Post by bigfootkit »

It seems my grunge question split the room right down the middle, strong opinions on either side & not much ambivalance.
I've likely said so on here before but the so-called grunge thing always struck me as the 'emperor's new clothes'. The bands were lumped together & marketed as if they were something new & different, but their influences were easy to hear and they made no secret of their love of 70s Heavy Rock & 80s Metal. I think perhaps where there was a slight divergence was that their record collections seemed to contain a bit more more punk than your average Hard Rock/Metal band & that cropped up in some of the bands sounds and perhaps in their attitudes too, but i never felt alienated by that, it just gave them a different set of textures which was really refreshing to hear after far too many years of twiddly guitar players in thrall to their locking Floyd Rose tremmys.
Sales of those things must have hit rock bottom in the 90s.
As someone who had aspirations towards being a singer at the time, it was truly inspiring to me to hear so many great new & very individual voices emerge from that time, it's absolutely tragic that so many of them aren't still with us in the present day.

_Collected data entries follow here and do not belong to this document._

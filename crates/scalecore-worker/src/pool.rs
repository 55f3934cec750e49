//! Worker pool spawning: one fixed-size pool of [`Worker`] tasks per
//! broker queue, sized from `policy_eval.workers` (§4.7, §6).

use std::sync::Arc;

use scalecore_broker::EvalBroker;
use scalecore_core::SharedClock;
use scalecore_plugin::PluginFleet;
use tokio::task::JoinHandle;
use tokio_util::sync::CancellationToken;
use tracing::info;

use crate::worker::Worker;

/// A running set of worker tasks dequeuing from one queue.
pub struct WorkerPool {
    queue_name: String,
    tasks: Vec<JoinHandle<()>>,
}

impl WorkerPool {
    /// Spawns `count` workers, each named `"{queue_name}-{index}"`,
    /// dequeuing only from `queue_name`.
    #[must_use]
    pub fn spawn(
        queue_name: impl Into<String>,
        count: usize,
        broker: Arc<EvalBroker>,
        fleet: Arc<PluginFleet>,
        clock: SharedClock,
        cancel: CancellationToken,
    ) -> Self {
        let queue_name = queue_name.into();
        info!(queue = %queue_name, count, "starting worker pool");
        let tasks = (0..count)
            .map(|index| {
                let worker = Worker::new(
                    format!("{queue_name}-{index}"),
                    vec![queue_name.clone()],
                    broker.clone(),
                    fleet.clone(),
                    clock.clone(),
                );
                let cancel = cancel.clone();
                tokio::spawn(async move { worker.run(cancel).await })
            })
            .collect();
        Self { queue_name, tasks }
    }

    /// The queue this pool dequeues from.
    #[must_use]
    pub fn queue_name(&self) -> &str {
        &self.queue_name
    }

    /// The number of worker tasks in this pool.
    #[must_use]
    pub fn size(&self) -> usize {
        self.tasks.len()
    }

    /// Waits for every worker task to finish (normally only after the
    /// pool's `CancellationToken` has fired).
    pub async fn join(self) {
        for task in self.tasks {
            if let Err(e) = task.await {
                tracing::warn!(queue = %self.queue_name, error = %e, "worker task panicked");
            }
        }
    }
}

#[cfg(test)]
mod tests {
    use super::*;

    use std::time::Duration;

    use scalecore_core::clock::fake::FakeClock;
    use scalecore_plugin::builtin::BuiltinRegistry;

    #[tokio::test]
    async fn spawn_starts_requested_number_of_workers() {
        let broker = Arc::new(EvalBroker::new(FakeClock::new(), 1, Duration::from_secs(300)));
        let fleet = Arc::new(PluginFleet::new(BuiltinRegistry::with_test_doubles()));
        let cancel = CancellationToken::new();

        let pool = WorkerPool::spawn(
            "horizontal",
            3,
            broker,
            fleet,
            FakeClock::new(),
            cancel.clone(),
        );
        assert_eq!(pool.size(), 3);
        assert_eq!(pool.queue_name(), "horizontal");

        cancel.cancel();
        pool.join().await;
    }
}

I also wonder where this strange myth came from that 'Grunge' was some kind of musical conspiracy to kill Metal?
Most of those bands were obviously Metalheads to a greater or lesser degree, they toured with Metal bands & the crowds they attracted weren't completely different audiences by any stretch of the imagination. Whether i was going to see Alice, Soundgarden, Paw or whoever, there were plenty of long haired types in Metal shirts in those crowds, in fact thay were probably in the majority.
Anyway, it's all a matter of personal taste ultimately, and nothing i say on the subject is likely to change anyone's minds on the subject, but it does seem to me like a lot of people were put off by the trappings & marketing and didn't give the music an unbiased listen. There was a huge amount of sonic diversity & some terrific records were made that still sound amazing to me now. Lastly, kudos to Noisenik for mentioning The Afghan Whigs. You have great taste mate.

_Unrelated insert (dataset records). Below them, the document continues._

//! The HA Partitioner itself (§4.3): owns this replica's registration,
//! the current ring snapshot, and `FilterPolicies`.

use std::sync::atomic::{AtomicBool, Ordering};
use std::sync::Arc;

use parking_lot::RwLock;
use tokio::sync::watch;
use tokio_util::sync::CancellationToken;
use tracing::{info, warn};

use crate::catalog::ServiceCatalog;
use crate::error::Result;
use crate::ring::HashRing;

/// Partitions a stream of policy IDs across live replicas using a
/// consistent-hash ring over catalog membership.
///
/// Construction registers this replica in the catalog; `run` drives the
/// membership watch until its `CancellationToken` fires, at which point
/// the replica deregisters itself (best-effort; an ungraceful exit is
/// instead caught by the catalog's own health-check timeout, per §4.3).
pub struct HaPartitioner {
    service: String,
    member_id: String,
    catalog: Arc<dyn ServiceCatalog>,
    ring: RwLock<HashRing>,
    ready: AtomicBool,
}

impl HaPartitioner {
    /// Registers `member_id` under `service` in `catalog` and returns a
    /// partitioner with an empty ring; call `run` to start tracking
    /// membership.
    ///
    /// # Errors
    ///
    /// Returns an error if registration with the catalog fails.
    pub async fn register(
        catalog: Arc<dyn ServiceCatalog>,
        service: impl Into<String>,
        member_id: impl Into<String>,
    ) -> Result<Self> {
        let service = service.into();
        let member_id = member_id.into();
        catalog.register(&service, &member_id).await?;
        info!(service, member_id, "registered HA partitioner member");
        Ok(Self {
            service,
            member_id,
            catalog,
            ring: RwLock::new(HashRing::default()),
            ready: AtomicBool::new(false),
        })
    }

    /// This replica's stable member ID.
    #[must_use]
    pub fn member_id(&self) -> &str {
        &self.member_id
    }

    /// Drives the membership watch until `cancel` fires, rebuilding the
    /// ring on every membership change and re-emitting a filtered-ID
    /// notification on `on_rebalance` (the manager's reload hook).
    ///
    /// # Errors
    ///
    /// Returns an error if the initial watch subscription fails.
    pub async fn run(
        &self,
        cancel: CancellationToken,
        on_rebalance: watch::Sender<()>,
    ) -> Result<()> {
        let mut members = self.catalog.watch(&self.service).await?;
        loop {
            let snapshot = members.borrow().clone();
            *self.ring.write() = HashRing::from_members(snapshot);
            self.ready.store(true, Ordering::Release);
            let _ = on_rebalance.send(());

            tokio::select! {
                () = cancel.cancelled() => {
                    if let Err(e) = self.catalog.deregister(&self.service, &self.member_id).await {
                        warn!(member_id = %self.member_id, error = %e, "failed to deregister HA partitioner member");
                    }
                    return Ok(());
                }
                changed = members.changed() => {
                    if changed.is_err() {
                        return Ok(());
                    }
                }
            }
        }
    }

    /// Retains only the IDs this replica owns on the current ring
    /// snapshot (§4.3 `FilterPolicies`). Before the first ring snapshot
    /// arrives, every ID passes through unfiltered so single-replica /
    /// startup operation isn't blocked on the watch.
    #[must_use]
    pub fn filter_policies(&self, ids: Vec<String>) -> Vec<String> {
        if !self.ready.load(Ordering::Acquire) {
            return ids;
        }
        let ring = self.ring.read();
        ids.into_iter()
            .filter(|id| ring.owned_by(id, &self.member_id))
            .collect()
    }

    /// The number of members currently visible on the ring.
    #[must_use]
    pub fn member_count(&self) -> usize {
        self.ring.read().len()
    }
}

Returning to the topic at hand, i was looking for something else in my spare room last night, (which i've still yet to find), when i came across this strange pile of discs in a cupboard that left me scratching my head:

Image

I have no recollection of ever owning most of these, with the exception of Strife, Spiritual Beggars & the Heavy Metal soundtrack, all of which i thought i'd traded away years ago. I immediately put on the HM soundtrack in order to listen to the alternative version of 'Mob Rules' & Riggs 'Radar Rider' for old times sake.
I have a sealed 2nd copy of the Brothers Of Conquest album? Where on earth did that come from?
DK's Frankenchrist? I have absolutely no recollection of buying that, The Desert Sessions, Evo/Algy, or Russ Ballard's self titled album.
And Vulvathrone? Who on earth are they?
I've never even heard of them & that's the type of name i would normally remember.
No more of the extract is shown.